Бедняжка Бьянка проплакала весь оставшийся день и всю ночь. Она вышла поутру из своих покоев с почерневшим от горя лицом и потухшим взглядом и решила, что больше жить не станет. От рокового шага её спас, как ни странно, управляющий поместьем, оказавшийся более человечным, чем его господин, а может, сыграл свою роль тот факт, что ему нравилась ослепительная красавица-танцовщица. Его дочери были сверстницами несчастной Бьянки, а ему не хотелось причинять наивной девочке ещё больших страданий, и он её пожалел.
– Не отчаивайся, Бьянка, – негромко сказал он утром, заметив на её лице следы мучительных раздумий, сильного потрясения и вполне объяснимого желания свести счёты с жизнью. – Живи, как и жила в доме.

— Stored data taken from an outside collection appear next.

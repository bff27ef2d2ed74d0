//! Cursor adapters.
//!
//! Each adapter wraps a parent [`Cursor`](crate::Cursor) obtained fresh for a
//! single traversal. None of them cache parent cursors; a
//! [`Sequence`](crate::Sequence) builds a new adapter stack every time it is
//! traversed.

pub mod distinct;
pub mod flatten;
pub mod peeking;
pub mod reorder;
pub mod stateless;
pub mod tail;
pub mod terminal;
pub mod window;

pub use distinct::Distinct;
pub use flatten::FlatMap;
pub use peeking::{BackPeeking, ForwardPeeking};
pub use reorder::{Order, Reorder};
pub use stateless::{FilterMap, Filter, Inspect, InspectIndexed, Limit, Map, MapIndexed, Skip, Step};
pub use tail::{LimitTail, SkipTail};
pub use terminal::{EndingAt, StartingFrom, Until};
pub use window::{PredicateBatch, Split, Window};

Никто из слуг о приказе эрцгерцога не узнает, а сам он бывает в Торгенземе настолько редко, что не вся прислуга даже знает, как он выглядит, а теперь монсеньор и вовсе забудет к нам дорогу. Даже думать не смей о том, что замыслила, это – грех. Не заботишься о себе, подумай о малышке, она совсем не виновата, что ей попался в отцы бессердечный человек. Ты нравишься мне, и я тебе немного помогу по-отечески. Всё устроится.

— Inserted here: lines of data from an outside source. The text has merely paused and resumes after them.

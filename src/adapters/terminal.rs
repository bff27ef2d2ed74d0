//! Adapters which cut a sequence at a terminal element or start it at one.

use crate::{cursor::{pull, Cursor}, error::{Error, Result}};

/// Ends before the first element matching a predicate.
///
/// One element of look-ahead is held so [`more`](Cursor::more) can report
/// `false` as soon as the terminal is next, without ever emitting it. Once
/// seen, the terminal stays buffered and the cursor stays exhausted.
pub struct Until<C: Cursor, P> {
    parent: C,
    terminal: P,
    next: Option<Result<C::Item>>,
    ended: bool
}

impl<C: Cursor, P> Until<C, P> {
    /// Wrap `parent`, ending before the first element for which `terminal` holds.
    #[inline]
    pub const fn new(parent: C, terminal: P) -> Self {
        Self { parent, terminal, next: None, ended: false }
    }
}

impl<C, P> Cursor for Until<C, P>
    where
        C: Cursor,
        P: FnMut(&C::Item) -> bool
{
    type Item = C::Item;

    fn more(&mut self) -> bool {
        if self.ended {
            return false;
        }
        if self.next.is_none() {
            self.next = pull(&mut self.parent);
            if let Some(Ok(elem)) = &self.next {
                self.ended = (self.terminal)(elem);
            }
        }
        !self.ended && self.next.is_some()
    }

    #[inline]
    fn take(&mut self) -> Result<C::Item> {
        if !self.more() {
            return Err(Error::Exhausted);
        }
        self.next.take().unwrap_or(Err(Error::Exhausted))
    }
}

/// Ends after the first element matching a predicate, emitting it.
///
/// No look-ahead is needed: the terminal test runs on each element as it is
/// taken.
pub struct EndingAt<C, P> {
    parent: C,
    terminal: P,
    ended: bool
}

impl<C, P> EndingAt<C, P> {
    /// Wrap `parent`, ending with the first element for which `terminal` holds.
    #[inline]
    pub const fn new(parent: C, terminal: P) -> Self {
        Self { parent, terminal, ended: false }
    }
}

impl<C, P> Cursor for EndingAt<C, P>
    where
        C: Cursor,
        P: FnMut(&C::Item) -> bool
{
    type Item = C::Item;

    #[inline]
    fn more(&mut self) -> bool {
        !self.ended && self.parent.more()
    }

    fn take(&mut self) -> Result<C::Item> {
        if self.ended {
            return Err(Error::Exhausted);
        }
        let elem = self.parent.take()?;
        self.ended = (self.terminal)(&elem);
        Ok(elem)
    }

    #[inline]
    fn remove_current(&mut self) -> Result<()> { self.parent.remove_current() }
}

/// Drops elements until one matches a predicate.
///
/// When inclusive the matching element is the first one produced, otherwise
/// production starts right after it. If nothing matches the cursor is empty.
pub struct StartingFrom<C: Cursor, P> {
    parent: C,
    start: P,
    inclusive: bool,
    started: bool,
    first: Option<Result<C::Item>>
}

impl<C: Cursor, P> StartingFrom<C, P> {
    /// Wrap `parent`, starting at (`inclusive`) or after the first element for
    /// which `start` holds.
    #[inline]
    pub const fn new(parent: C, start: P, inclusive: bool) -> Self {
        Self { parent, start, inclusive, started: false, first: None }
    }
}

impl<C, P> StartingFrom<C, P>
    where
        C: Cursor,
        P: FnMut(&C::Item) -> bool
{
    fn seek(&mut self) {
        self.started = true;
        while let Some(elem) = pull(&mut self.parent) {
            match elem {
                Ok(elem) if !(self.start)(&elem) => continue,
                Ok(elem) => {
                    if self.inclusive {
                        self.first = Some(Ok(elem));
                    }
                    return;
                },
                Err(err) => {
                    self.first = Some(Err(err));
                    return;
                }
            }
        }
    }
}

impl<C, P> Cursor for StartingFrom<C, P>
    where
        C: Cursor,
        P: FnMut(&C::Item) -> bool
{
    type Item = C::Item;

    #[inline]
    fn more(&mut self) -> bool {
        if !self.started {
            self.seek();
        }
        self.first.is_some() || self.parent.more()
    }

    fn take(&mut self) -> Result<C::Item> {
        if !self.more() {
            return Err(Error::Exhausted);
        }
        match self.first.take() {
            Some(first) => first,
            None => self.parent.take()
        }
    }
}

#[cfg(test)]
mod tests {
    use super::*;
    use crate::cursor::{IterCursor, Traversal};
    use proptest::prelude::*;

    fn drain<C: Cursor>(cursor: C) -> Vec<C::Item> {
        Traversal::new(cursor).collect()
    }

    #[test]
    fn until_is_exclusive_and_sticky() {
        let mut cursor = Until::new(IterCursor::new([1, 2, 3, 1, 2].into_iter()), |n: &i32| *n == 3);

        assert_eq!(cursor.take(), Ok(1));
        assert_eq!(cursor.take(), Ok(2));
        assert!(!cursor.more());
        assert!(!cursor.more());
        assert_eq!(cursor.take(), Err(Error::Exhausted));
    }

    #[test]
    fn ending_at_is_inclusive() {
        let cursor = EndingAt::new(IterCursor::new(0..), |n: &u32| *n == 4);
        assert_eq!(drain(cursor), [0, 1, 2, 3, 4]);
    }

    #[test]
    fn starting_bounds() {
        let from = StartingFrom::new(IterCursor::new(1..=5), |n: &i32| *n == 3, true);
        let after = StartingFrom::new(IterCursor::new(1..=5), |n: &i32| *n == 3, false);
        let never = StartingFrom::new(IterCursor::new(1..=5), |n: &i32| *n == 9, true);

        assert_eq!(drain(from), [3, 4, 5]);
        assert_eq!(drain(after), [4, 5]);
        assert!(drain(never).is_empty());
    }

    proptest! {
        #![proptest_config(ProptestConfig::with_cases(2_048))]

        #[test]
        fn until_matches_take_while(collection in any::<Vec<u8>>(), terminal in any::<u8>()) {
            let cursor = Until::new(IterCursor::new(collection.iter().copied()), |n: &u8| *n == terminal);
            let expected: Vec<_> = collection.iter().copied().take_while(|n| *n != terminal).collect();
            prop_assert_eq!(drain(cursor), expected);
        }

        #[test]
        fn starting_after_matches_skip_while(collection in any::<Vec<u8>>(), start in any::<u8>()) {
            let cursor = StartingFrom::new(IterCursor::new(collection.iter().copied()), |n: &u8| *n == start, false);
            let expected: Vec<_> = collection.iter().copied().skip_while(|n| *n != start).skip(1).collect();
            prop_assert_eq!(drain(cursor), expected);
        }
    }
}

Бьянка грустно улыбнулась ему, но возражать не стала, уйти сейчас из Торгензема, когда за окном пролетал снег, смешиваясь с дождём, равносильно самоубийству. А это, как сказал господин Реддон – управляющий, грех. Чтобы не подводить доброго человека, она всё же попросила предоставить комнату попроще и стала ученицей белошвейки, иногда помогала кастелянше. Единственное, чего она попросила себя не лишать, занятий в танцевальном зале. Когда у неё появлялась свободная четверть часа, она под любым предлогом оказывалась в светлом зеркальном зале и, сколько могла, кружилась в замысловатых па и пируэтах. Лишь там Бьянка немного отвлекалась от печальных мыслей, слегка оживлялась и даже иногда улыбалась, но покидала роскошную танцевальную комнату неизменно в слезах. Слуги смотрели теперь на неё с сочувствием и печалью, но относились по-прежнему с почтением, такой красавицы и танцовщицы нигде в округе больше не встречалось.
Уже к концу зимы её положение стало заметным, горничные зашептались, и Бьянка порой, хоть и не очень часто, ловила на себе злорадные взгляды. Занятия танцами пришлось прекратить, теперь она только слушала, как играл пианист, и всё время плакала. Чтобы отвлечь её хоть немного, Реддон на свой страх и риск пригласил в Торгензем портретиста. Увидев перед собой ослепительную, но печальную красавицу, художник тотчас влюбился, для художников это так свойственно, но портрет вышел великолепный. Лишь взгляд больших синих глаз остался печальным.
Потом пришёл март, но даже трели птиц и ароматы весны не принесли Бьянке воодушевления и радости, ко всему она чувствовала себя хуже и хуже, и доктор, озабоченный её состоянием, велел, чтобы она перестала вставать с постели. Он очень опасался за здоровье своей подопечной, погружённой в бесконечную тоску и печаль, и не зря, беременность прервалась преждевременными родами.
Ребёнок родился в апреле сильно недоношенным, это был крохотный мальчик, красно-синюшный, сморщенный, похожий на маленького старичка. Он даже не закричал, как положено младенчику, а тоненько, слабо запищал. Но Бьянка не слышала его, ещё за несколько часов до родов у неё началась горячка, и бедняжка, едва разрешившись от бремени, лишилась чувств.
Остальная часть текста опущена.